Finance Minister Choo Kyung-ho, left, and Bank of Korea Gov. Rhee Chang-yong pose for a photo at the Korea Press Center in central Seoul on Monday. (Yonhap)
South Korea has yet to arrive at a stage where the option of a “big step” or half a percentage point rate hike can be completely ruled out, with the possibility of higher inflationary pressure looming over the economy, the nation’s central bank chief said Monday.
Following his breakfast meeting with Finance Minister Choo Kyung-ho, Bank of Korea Gov. Rhee Chang-yong told reporters the uncertainties surrounding Korea’s inflation is keeping the central bank from taking the option of a 50-basis-point rate hike off the table.
“The economic situation as of April didn’t necessarily call for a big-step rate hike, but the BOK will make its decision based on a comprehensive review of data, including forecasts, from now on,” Rhee said.
Despite US Federal Reserve Chairman Jerome Powell’s recent remarks saying that the Fed isn’t considering raising the interest rate by 75 basis points, Rhee pointed to the uncertainties surrounding the existing data as a key reason to keep the half a percentage point rate hike as an option.
The Fed on May 4 raised its interest rate by half a percentage point -- the biggest rate hike in 22 years -- which followed a quarter-point hike in March. Markets project the rate-setting Federal Open Market Committee to hike another half-point in June and continue to raise benchmark rates through the end of the year.
“We will assess the situation at this month’s monetary policy meeting and look closely at the economic situation in July and August, alongside any changes in inflationary pressure,” he added. The BOK’s next rate-setting meeting is scheduled May 26.
However, a ranking BOK official who requested anonymity told reporters on Monday afternoon that Rhee’s comments merely mean that the central bank is considering all possibilities in steering the direction of its monetary policy. The official downplayed Rhee‘s comments and said that the BOK chief was just trying to highlight uncertainties surrounding inflation.
On concerns of a higher US interest rate to Korea’s base rate leading to an outflow of capital and weaker won, Rhee said that the inflationary pressure in the US has been higher than in South Korea, so the BOK must consider the country’s growth pace and inflation, rather than making policy moves solely based on the rate gap.
Rhee also downplayed the effects of the US Fed’s rate hikes on the Korean market, saying that more than two 50 basis point rate hikes are already reflected in the local market. With the US’ consumer price growth surpassing 8 percent in March, the rate hikes were “largely expected,” he explained.

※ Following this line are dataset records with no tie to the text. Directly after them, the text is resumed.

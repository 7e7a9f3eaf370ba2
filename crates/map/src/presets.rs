/// Host configuration presets.
///
/// The component historically shipped in two flavors: the full demo with
/// navigation/scale controls and a downtown marker, and a bare variant
/// carrying only the overlay. Unified here as presets of one host.
#[derive(Debug, Copy, Clone, Default, PartialEq, Eq)]
pub enum Preset {
    #[default]
    Full,
    Minimal,
}

impl Preset {
    pub fn with_controls(&self) -> bool {
        matches!(self, Preset::Full)
    }

    pub fn with_marker(&self) -> bool {
        matches!(self, Preset::Full)
    }
}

In April, the BOK raised its base rate by a quarter-percentage point to 1.5 percent, marking the fourth rate hike since August last year, when it ended more than a year of a record low interest rate. The move was made in an effort to hit a brake on the nation’s snowballing household debt and curb inflation.
Korea’s consumer prices gained 4.8 percent on-year in April, the fastest pace in more than 13 years.
Regarding the issue of reviving the South Korea-US currency swap deal, Choo refused to comment on whether the topic will be discussed with Rhee ahead of Monday‘s meeting. A $60 billion currency swap deal between the BOK and the Fed was signed in March 2020 to combat risks stemming from the COVID-19 pandemic, and was extended three times before expiring on Dec. 31 last year.
The Korean won has been recently losing value against the US greenback, with the Fed’s rate hikes leading to a strong dollar trend. The won hit a 13-year low of 1,288.60 won against the dollar on Thursday.
The nation’s fiscal and monetary policy chiefs agreed to bring about stronger policy coordination and solid communication between the Ministry of Economy and Finance and the central bank to counter high inflation and the nation’s household debt issues.